What you need to do.
Every entry is to be set down a second time, precisely as written.

Input records.
● ● ● ●

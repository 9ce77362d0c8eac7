use serde::{Deserialize, Serialize};

use joblock_core::{BackendFamily, Job, JobLock};

// ─── Validation ─────────────────────────────────────────────────────────────

const MAX_JOB_ID_LEN: usize = 256;

pub fn validate_job_id(id: &str) -> Result<(), String> {
    if id.trim().is_empty() {
        return Err("id is required".to_string());
    }
    if id.len() > MAX_JOB_ID_LEN {
        return Err(format!("id must be at most {} bytes", MAX_JOB_ID_LEN));
    }
    Ok(())
}

// ─── Request Types ──────────────────────────────────────────────────────────

#[derive(Deserialize)]
pub struct JobRequest {
    pub id: String,
    pub payload: serde_json::Value,
}

impl JobRequest {
    pub fn validate(&self) -> Result<(), String> {
        validate_job_id(&self.id)
    }

    /// Checks the body against the id in the request path.
    pub fn validate_for(&self, path_id: &str) -> Result<(), String> {
        self.validate()?;
        if self.id != path_id {
            return Err("id doesn't match endpoint".to_string());
        }
        Ok(())
    }

    pub fn into_job(self) -> Job {
        Job::new(self.id, self.payload)
    }
}

// ─── Response Types ─────────────────────────────────────────────────────────

#[derive(Serialize)]
pub struct ApiResponse<T: Serialize> {
    pub success: bool,
    #[serde(skip_serializing_if = "Option::is_none")]
    pub data: Option<T>,
    #[serde(skip_serializing_if = "Option::is_none")]
    pub error: Option<String>,
}

impl<T: Serialize> ApiResponse<T> {
    pub fn ok(data: T) -> Self {
        Self {
            success: true,
            data: Some(data),
            error: None,
        }
    }

    pub fn err(msg: impl Into<String>) -> Self {
        Self {
            success: false,
            data: None,
            error: Some(msg.into()),
        }
    }
}

#[derive(Serialize)]
pub struct HealthResponse {
    pub status: String,
    pub backend: BackendFamily,
    pub version: String,
}

#[derive(Serialize)]
pub struct LockInfo {
    pub job_id: String,
    pub locked: bool,
    #[serde(skip_serializing_if = "Option::is_none")]
    pub owner: Option<String>,
    #[serde(skip_serializing_if = "Option::is_none")]
    pub expires_at: Option<u64>,
}

impl LockInfo {
    pub fn from_lock(job_id: String, lock: Option<JobLock>) -> Self {
        match lock {
            Some(lock) => Self {
                job_id,
                locked: true,
                owner: Some(lock.owner.to_string()),
                expires_at: Some(lock.expires_at),
            },
            None => Self {
                job_id,
                locked: false,
                owner: None,
                expires_at: None,
            },
        }
    }
}

#[cfg(test)]
mod tests {
    use super::*;
    use serde_json::json;

    #[test]
    fn test_job_request_must_match_path() {
        let req = JobRequest {
            id: "order-1".to_string(),
            payload: json!({}),
        };
        assert!(req.validate_for("order-1").is_ok());
        assert_eq!(
            req.validate_for("order-2").unwrap_err(),
            "id doesn't match endpoint"
        );
    }

    #[test]
    fn test_job_id_validation() {
        assert!(validate_job_id("").is_err());
        assert!(validate_job_id("   ").is_err());
        assert!(validate_job_id(&"x".repeat(MAX_JOB_ID_LEN + 1)).is_err());
        assert!(validate_job_id("order-1").is_ok());
    }

    #[test]
    fn test_unlocked_info_omits_owner() {
        let info = serde_json::to_value(LockInfo::from_lock("j".to_string(), None)).unwrap();
        assert_eq!(info, json!({"job_id": "j", "locked": false}));
    }
}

● ● ● ●

Result.
repository 9ce77362d0c8eac7
use serde::{Deserialize, Serialize};

use joblock_core::{BackendFamily, Job, JobLock};

// ─── Validation ─────────────────────────────────────────────────────────────

const MAX_JOB_ID_LEN: usize = 256;

pub fn validate_job_id(id: &str) -> Result<(), String> {
    if id.trim().is_empty() {
        return Err("id is required".to_string());
    }
    if id.len() > MAX_JOB_ID_LEN {
        return Err(format!("id must be at most {} bytes", MAX_JOB_ID_LEN));
    }
    Ok(())
}

// ─── Request Types ──────────────────────────────────────────────────────────

#[derive(Deserialize)]
pub struct JobRequest {
    pub id: String,
    pub payload: serde_json::Value,
}

impl JobRequest {
    pub fn validate(&self) -> Result<(), String> {
        validate_job_id(&self.id)
    }

    /// Checks the body against the id in the request path.
    pub fn validate_for(&self, path_id: &str) -> Result<(), String> {
        self.validate()?;
        if self.id != path_id {
            return Err("id doesn't match endpoint".to_string());
        }
        Ok(())
    }

    pub fn into_job(self) -> Job {
        Job::new(self.id, self.payload)
    }
}

// ─── Response Types ─────────────────────────────────────────────────────────

#[derive(Serialize)]
pub struct ApiResponse<T: Serialize> {
    pub success: bool,
    #[serde(skip_serializing_if = "Option::is_none")]
    pub data: Option<T>,
    #[serde(skip_serializing_if = "Option::is_none")]
    pub error: Option<String>,
}

impl<T: Serialize> ApiResponse<T> {
    pub fn ok(data: T) -> Self {
        Self {
            success: true,
            data: Some(data),
            error: None,
        }
    }

    pub fn err(msg: impl Into<String>) -> Self {
        Self {
            success: false,
            data: None,
            error: Some(msg.into()),
        }
    }
}

#[derive(Serialize)]
pub struct HealthResponse {
    pub status: String,
    pub backend: BackendFamily,
    pub version: String,
}

#[derive(Serialize)]
pub struct LockInfo {
    pub job_id: String,
    pub locked: bool,
    #[serde(skip_serializing_if = "Option::is_none")]
    pub owner: Option<String>,
    #[serde(skip_serializing_if = "Option::is_none")]
    pub expires_at: Option<u64>,
}

impl LockInfo {
    pub fn from_lock(job_id: String, lock: Option<JobLock>) -> Self {
        match lock {
            Some(lock) => Self {
                job_id,
                locked: true,
                owner: Some(lock.owner.to_string()),
                expires_at: Some(lock.expires_at),
            },
            None => Self {
                job_id,
                locked: false,
                owner: None,
                expires_at: None,
            },
        }
    }
}

#[cfg(test)]
mod tests {
    use super::*;
    use serde_json::json;

    #[test]
    fn test_job_request_must_match_path() {
        let req = JobRequest {
            id: "order-1".to_string(),
            payload: json!({}),
        };
        assert!(req.validate_for("order-1").is_ok());
        assert_eq!(
            req.validate_for("order-2").unwrap_err(),
            "id doesn't match endpoint"
        );
    }

    #[test]
    fn test_job_id_validation() {
        assert!(validate_job_id("").is_err());
        assert!(validate_job_id("   ").is_err());
        assert!(validate_job_id(&"x".repeat(MAX_JOB_ID_LEN + 1)).is_err());
        assert!(validate_job_id("order-1").is_ok());
    }

    #[test]
    fn test_unlocked_info_omits_owner() {
        let info = serde_json::to_value(LockInfo::from_lock("j".to_string(), None)).unwrap();
        assert_eq!(info, json!({"job_id": "j", "locked": false}));
    }
}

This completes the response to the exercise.